A remote controlled browser to create screenshots with
extended logging of user actions and data transfer to create
a timestamped and digitally signed document to
give a very reliable proof of the website contents while
allowing to selectively exclude sensitive information
and transparently decoding ssl (https) sessions
SNI Support
NEW ! LTV and PDF A/1-B compliant
Typical usage scenarios:
Prove that an image was offered under creative commons license
Prove to your professor that you cited that webpage correctly
Prove your acomplishments in a game (if that game displays them on a
web page)
Prove to your mother that your sister wrote something stupid in
her/your social media account although she will delete it.
Prove to that website service technican, that this “
unreproducable ” error on his site actually can be reproduced
other types of ediscovery or evidence generation
FAQ:
What is a digitally signed Document?
A digitally signed document contains additional information: A digital
signature. This is a mathematical construct so tightly interwoven with the document that it is destroyed if the document is
modified.
The digital signature is a sequence of numbers that together with the name of the signer and a so called
hash-value denotes one solution to a complicated mathematical equation. The
hash-value is the result of a mathematical function using all parts of the
document as its input. This function has been designed to map small changes
of the document to different values. So modifying any part of the document
will change this hash-value invalidating the equation mentioned at the
beginning. To make this valid again the name of the signer and/or the
signature have to be adapted. The equation is so complicated that finding a
new adapted signature is so difficult that one needs some secret informaton
to do so. The certification authorities choose the equations (adjust further
parameters) in a way that solving needs data only hold by the
authrorized signers.
AdobeReader reports a digital signature but flags it UNKNOWN.

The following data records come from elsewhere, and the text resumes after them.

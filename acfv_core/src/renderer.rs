//! Request-scoped rendering entry points.
//!
//! A [`Renderer`] owns everything that lives for one page request: the
//! definition cache, the skeleton cache and the registries of rendered views
//! and cards. Views embedding other views share a [`RenderTrail`] so that a
//! view can't re-enter itself for the same data object.

use std::cell::RefCell;
use std::collections::HashSet;
use std::rc::Rc;

use crate::AcfCard;
use crate::AcfView;
use crate::AcfvConfig;
use crate::AcfvError;
use crate::AcfvResult;
use crate::Cache;
use crate::CardData;
use crate::CardMarkup;
use crate::DataObjectId;
use crate::DateFormatter;
use crate::FieldHooks;
use crate::FieldMarkup;
use crate::Post;
use crate::QueryBuilder;
use crate::QuerySpec;
use crate::ViewData;
use crate::ViewMarkup;
use crate::html::esc_attr;
use crate::html::strip_whitespace;
use crate::shortcode::CARD_SHORTCODE;
use crate::shortcode::ShortcodeAttributes;
use crate::shortcode::VIEW_SHORTCODE;
use crate::shortcode::error_markup;
use crate::shortcode::find_shortcodes;
use crate::shortcode::is_available_for_user;
use crate::site::CARD_POST_TYPE;
use crate::site::Site;
use crate::site::VIEW_POST_TYPE;

/// Placeholder in the page where collected CSS is placed.
pub const STYLES_STUB: &str = "<!--acf-views-styles-->";

const VIEW_ID_ERROR: &str = "view-id attribute is missing or wrong";
const CARD_ID_ERROR: &str = "card-id attribute is missing or wrong";
const OBJECT_ID_ERROR: &str = "object-id argument contains the wrong value";

/// Keys (`view_id-object_id`) of the views currently being rendered.
#[derive(Debug, Default)]
pub struct RenderTrail {
	keys: RefCell<HashSet<String>>,
}

impl RenderTrail {
	pub fn new() -> Self {
		Self::default()
	}

	/// Enter `key`. Returns `None` when it is already on the trail; the key
	/// is left again when the guard drops.
	pub fn enter(&self, key: String) -> Option<TrailGuard<'_>> {
		if !self.keys.borrow_mut().insert(key.clone()) {
			return None;
		}

		Some(TrailGuard { trail: self, key })
	}

	pub fn contains(&self, key: &str) -> bool {
		self.keys.borrow().contains(key)
	}

	pub fn is_empty(&self) -> bool {
		self.keys.borrow().is_empty()
	}
}

#[derive(Debug)]
pub struct TrailGuard<'t> {
	trail: &'t RenderTrail,
	key: String,
}

impl Drop for TrailGuard<'_> {
	fn drop(&mut self) {
		self.trail.keys.borrow_mut().remove(&self.key);
	}
}

/// Ambient page state the host knows about.
#[derive(Debug, Clone, Copy, Default, PartialEq, Eq)]
pub struct RequestContext {
	/// Logged in user.
	pub current_user: Option<u64>,
	/// Post of the current loop iteration.
	pub loop_post: Option<u64>,
	/// Id of the page being displayed.
	pub queried_object: Option<u64>,
}

pub struct Renderer<'s, S: Site + ?Sized> {
	site: &'s S,
	config: AcfvConfig,
	context: RequestContext,
	dates: DateFormatter,
	hooks: FieldHooks,
	query_builder: QueryBuilder,
	cache: RefCell<Cache>,
	view_markup: RefCell<ViewMarkup>,
	card_markup: RefCell<CardMarkup>,
}

impl<'s, S: Site + ?Sized> Renderer<'s, S> {
	pub fn new(site: &'s S, config: AcfvConfig) -> Self {
		Self {
			site,
			dates: DateFormatter::from_config(&config.render),
			config,
			context: RequestContext::default(),
			hooks: FieldHooks::new(),
			query_builder: QueryBuilder,
			cache: RefCell::new(Cache::new(ViewData::default(), CardData::default())),
			view_markup: RefCell::new(ViewMarkup::new()),
			card_markup: RefCell::new(CardMarkup::new()),
		}
	}

	#[must_use]
	pub fn with_context(mut self, context: RequestContext) -> Self {
		self.context = context;
		self
	}

	#[must_use]
	pub fn with_hooks(mut self, hooks: FieldHooks) -> Self {
		self.hooks = hooks;
		self
	}

	pub fn hooks_mut(&mut self) -> &mut FieldHooks {
		&mut self.hooks
	}

	pub fn config(&self) -> &AcfvConfig {
		&self.config
	}

	pub fn view_data(&self, view_id: u64) -> AcfvResult<Rc<ViewData>> {
		self.cache.borrow_mut().view_data(view_id, self.site)
	}

	pub fn card_data(&self, card_id: u64) -> AcfvResult<Rc<CardData>> {
		self.cache.borrow_mut().card_data(card_id, self.site)
	}

	fn current_user_roles(&self) -> Vec<String> {
		self.context
			.current_user
			.and_then(|user_id| self.site.user(user_id))
			.map(|user| user.roles)
			.unwrap_or_default()
	}

	fn is_published(&self, id: u64, post_type: &str) -> bool {
		self.site
			.stored_post(id)
			.is_some_and(|post| post.post_type == post_type && post.is_published())
	}

	/// The view shortcode. Starts a new recursion trail.
	pub fn view_shortcode(&self, attributes: &ShortcodeAttributes) -> String {
		self.view_shortcode_in(attributes, &RenderTrail::new())
	}

	/// The view shortcode within an existing trail.
	pub fn view_shortcode_in(&self, attributes: &ShortcodeAttributes, trail: &RenderTrail) -> String {
		if !is_available_for_user(&self.current_user_roles(), attributes) {
			return String::new();
		}

		let view_id = attribute_id(attributes, "view-id");
		if view_id == 0 || !self.is_published(view_id, VIEW_POST_TYPE) {
			return error_markup(VIEW_SHORTCODE, attributes, VIEW_ID_ERROR);
		}

		let Some(object) = self.resolve_object(attributes.get("object-id").unwrap_or("")) else {
			return error_markup(VIEW_SHORTCODE, attributes, OBJECT_ID_ERROR);
		};

		match self.render_view(view_id, object, trail) {
			Ok(html) => html,
			Err(error) => {
				tracing::warn!(view = view_id, %error, "view failed to render");
				error_markup(VIEW_SHORTCODE, attributes, VIEW_ID_ERROR)
			}
		}
	}

	/// The data object of a shortcode: `$user$`, `options`, a literal id, or
	/// the loop post and then the displayed page as fallbacks. Literal ids
	/// must name an existing post.
	fn resolve_object(&self, object_id: &str) -> Option<DataObjectId> {
		match object_id.trim() {
			"$user$" => return Some(DataObjectId::User(self.context.current_user.unwrap_or(0))),
			"options" => return Some(DataObjectId::Options),
			_ => {}
		}

		let post_id = object_id
			.trim()
			.parse::<u64>()
			.ok()
			.filter(|id| *id > 0)
			.or(self.context.loop_post)
			.or(self.context.queried_object)?;

		self.site
			.stored_post(post_id)
			.map(|_| DataObjectId::Post(post_id))
	}

	/// Render a view for a data object. Returns an empty string when the
	/// same view and object are already being rendered further up the trail.
	pub fn render_view(
		&self,
		view_id: u64,
		object: DataObjectId,
		trail: &RenderTrail,
	) -> AcfvResult<String> {
		let key = format!("{view_id}-{object}");
		let Some(_guard) = trail.enter(key) else {
			tracing::debug!(view = view_id, %object, "recursive view render suppressed");
			return Ok(String::new());
		};

		let view = self.view_data(view_id)?;
		let skeleton = self.view_markup.borrow_mut().skeleton(&view, false);

		let embed = |embedded_view: u64, post_id: u64| {
			let attributes = ShortcodeAttributes::new()
				.with("view-id", embedded_view.to_string())
				.with("object-id", post_id.to_string());
			self.view_shortcode_in(&attributes, trail)
		};

		let post = Post::new(object, self.site, &self.dates);
		let markup = FieldMarkup::new(self.site, &self.hooks, &self.dates).with_embedder(&embed);

		let mut acf_view = AcfView::new(&view, post, markup, skeleton);
		acf_view.insert_fields(self.config.render.minify);

		Ok(acf_view.into_html())
	}

	/// The card shortcode, rendering the first page.
	pub fn card_shortcode(&self, attributes: &ShortcodeAttributes) -> String {
		if !is_available_for_user(&self.current_user_roles(), attributes) {
			return String::new();
		}

		let card_id = attribute_id(attributes, "card-id");
		if card_id == 0 || !self.is_published(card_id, CARD_POST_TYPE) {
			return error_markup(CARD_SHORTCODE, attributes, CARD_ID_ERROR);
		}

		match self.render_card(card_id, 1, false) {
			Ok(html) => html,
			Err(error) => {
				tracing::warn!(card = card_id, %error, "card failed to render");
				error_markup(CARD_SHORTCODE, attributes, CARD_ID_ERROR)
			}
		}
	}

	/// Render one page of a card. Append-only renders contain the items
	/// without the card wrapper.
	pub fn render_card(&self, card_id: u64, page_number: u64, is_append_only: bool) -> AcfvResult<String> {
		let card = self.card_data(card_id)?;
		let trail = RenderTrail::new();

		let render_item = |view_id: u64, post_id: u64| {
			let attributes = ShortcodeAttributes::new()
				.with("view-id", view_id.to_string())
				.with("object-id", post_id.to_string());
			self.view_shortcode_in(&attributes, &trail)
		};

		let mut acf_card = AcfCard::new(card, self.site, &self.query_builder, &self.card_markup);
		acf_card.query_posts_and_insert_data(
			page_number,
			self.config.render.minify,
			is_append_only,
			&render_item,
		);

		Ok(acf_card.into_html())
	}

	/// A later page of a card, for load-more style pagination.
	pub fn card_page(&self, card_id: u64, page_number: u64) -> AcfvResult<String> {
		if !self.is_published(card_id, CARD_POST_TYPE) {
			return Err(AcfvError::UnknownCard(card_id));
		}

		self.render_card(card_id, page_number, page_number > 1)
	}

	/// Replace every view and card shortcode inside `content`.
	pub fn do_shortcode(&self, content: &str) -> String {
		let mut output = String::with_capacity(content.len());
		let mut offset = 0;

		for shortcode in find_shortcodes(content) {
			output.push_str(&content[offset..shortcode.range.start]);

			let rendered = if shortcode.name == CARD_SHORTCODE {
				self.card_shortcode(&shortcode.attributes)
			} else {
				self.view_shortcode(&shortcode.attributes)
			};

			output.push_str(&rendered);
			offset = shortcode.range.end;
		}

		output.push_str(&content[offset..]);

		output
	}

	/// Collect the CSS and JS of everything rendered so far into `page`.
	pub fn print_custom_assets(&self, page: &str) -> String {
		let mut css = String::new();
		let mut js = String::new();

		for view in self.view_markup.borrow().rendered_views() {
			push_chunk(&mut css, "view", view.id, &view.css_code(true, false));
			push_chunk(&mut js, "view", view.id, &minify_js(&view.js_code));
		}

		for card in self.card_markup.borrow().rendered_cards() {
			push_chunk(&mut css, "card", card.id, &card.css_code(true, false));
			push_chunk(&mut js, "card", card.id, &minify_js(&card.js_code));
		}

		let css_tag = if css.is_empty() {
			String::new()
		} else {
			format!("<style data-acf-views-css='css'>{css}</style>")
		};

		let mut page = page.replace(STYLES_STUB, &css_tag);

		if !js.is_empty() {
			page.push_str(&format!(
				"<script data-acf-views-js='js'>(function (){{{js}}}())</script>"
			));
		}

		let api_key = self.config.maps.api_key.as_deref().unwrap_or_default();
		if !api_key.is_empty() && self.view_markup.borrow().is_with_google_map() {
			page.push_str(&format!(
				"<script src='{}'></script><script \
				 src='https://maps.googleapis.com/maps/api/js?key={}&callback=acfViewsGoogleMaps'></script>",
				esc_attr(&self.config.maps.script_url),
				esc_attr(api_key)
			));
		}

		page
	}

	/// Save actions of a view: sanitise identifiers and regenerate the
	/// markup preview. The updated definition replaces the cached one.
	pub fn save_view(&self, view_id: u64) -> AcfvResult<Rc<ViewData>> {
		let mut view = (*self.view_data(view_id)?).clone();

		view.update_identifiers();
		view.markup = self
			.view_markup
			.borrow_mut()
			.generated_skeleton(&view, true);

		Ok(self.cache.borrow_mut().store_view(view))
	}

	/// Save actions of a card: regenerate the query and markup previews and
	/// refresh the layout rules block in the card CSS.
	pub fn save_card(&self, card_id: u64) -> AcfvResult<Rc<CardData>> {
		let mut card = (*self.card_data(card_id)?).clone();

		let spec = self.query_builder.query_spec(&card, 1, self.site);
		card.query_preview = serde_json::to_string_pretty(&spec).map_err(|e| {
			AcfvError::DefinitionParse {
				id: card_id,
				reason: e.to_string(),
			}
		})?;
		card.markup = CardMarkup::preview_skeleton(&card);

		let layout_css = CardMarkup::layout_css(&card);
		card.apply_layout_css(&layout_css);

		Ok(self.cache.borrow_mut().store_card(card))
	}

	pub fn query_spec(&self, card_id: u64, page_number: u64) -> AcfvResult<QuerySpec> {
		let card = self.card_data(card_id)?;
		Ok(self.query_builder.query_spec(&card, page_number, self.site))
	}

	pub fn layout_css(&self, card_id: u64) -> AcfvResult<String> {
		let card = self.card_data(card_id)?;
		Ok(CardMarkup::layout_css(&card))
	}

	pub fn is_with_google_map(&self) -> bool {
		self.view_markup.borrow().is_with_google_map()
	}
}

fn attribute_id(attributes: &ShortcodeAttributes, name: &str) -> u64 {
	attributes
		.get(name)
		.and_then(|value| value.trim().parse().ok())
		.unwrap_or(0)
}

fn minify_js(js: &str) -> String {
	strip_whitespace(js).trim().to_string()
}

fn push_chunk(target: &mut String, kind: &str, id: u64, code: &str) {
	if !code.is_empty() {
		target.push_str(&format!("\n/*{kind}-{id}*/\n{code}"));
	}
}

AdobeReader can use certificates for digital signatures from different sources.
The certificate used by IcanProve.de has not been commissioned by Adobe but
by a different company that cooperates with many oparating system vendors.
Therefore certificates stored by the operating system have to be applied for
verification. To enable these (using Windows) choose
Edit → Preferences → Signatures → Verification → More → Windows-Integration
and check the two boxes.
Should I trust this page with my passwords?
You should not. I have
been very cautious and have implemented many security mechanisms, but every
website can be hacked and furthermore you do not know me at all. So if you
absolutely need to enter secret passwords please change them immediately
afterwards. Never ever enter transaction codes.
How do you handle spectre and meltdown?
Spectre variants might allow to steal data from other processes on the same machine, even
when separated by virtualization. Therefore we cannot be sure at the moment that
your browsing process cannot be seen by others. But we try to keep up with
all the patches (microcode, OS and browser) so that the needed zero time
exploits will be too expensive for almost anyone to use.
The signing process has been transferred to a (physical) different machine
where the key is protected by a TPM 2.0 module. This combination should not
be vulerable to spectre or meltdown on the computer used for browsing.
(Stealing the passwort of the signing computer by spectre will not help an
attacker as this machine is not reachable from any other system at all.)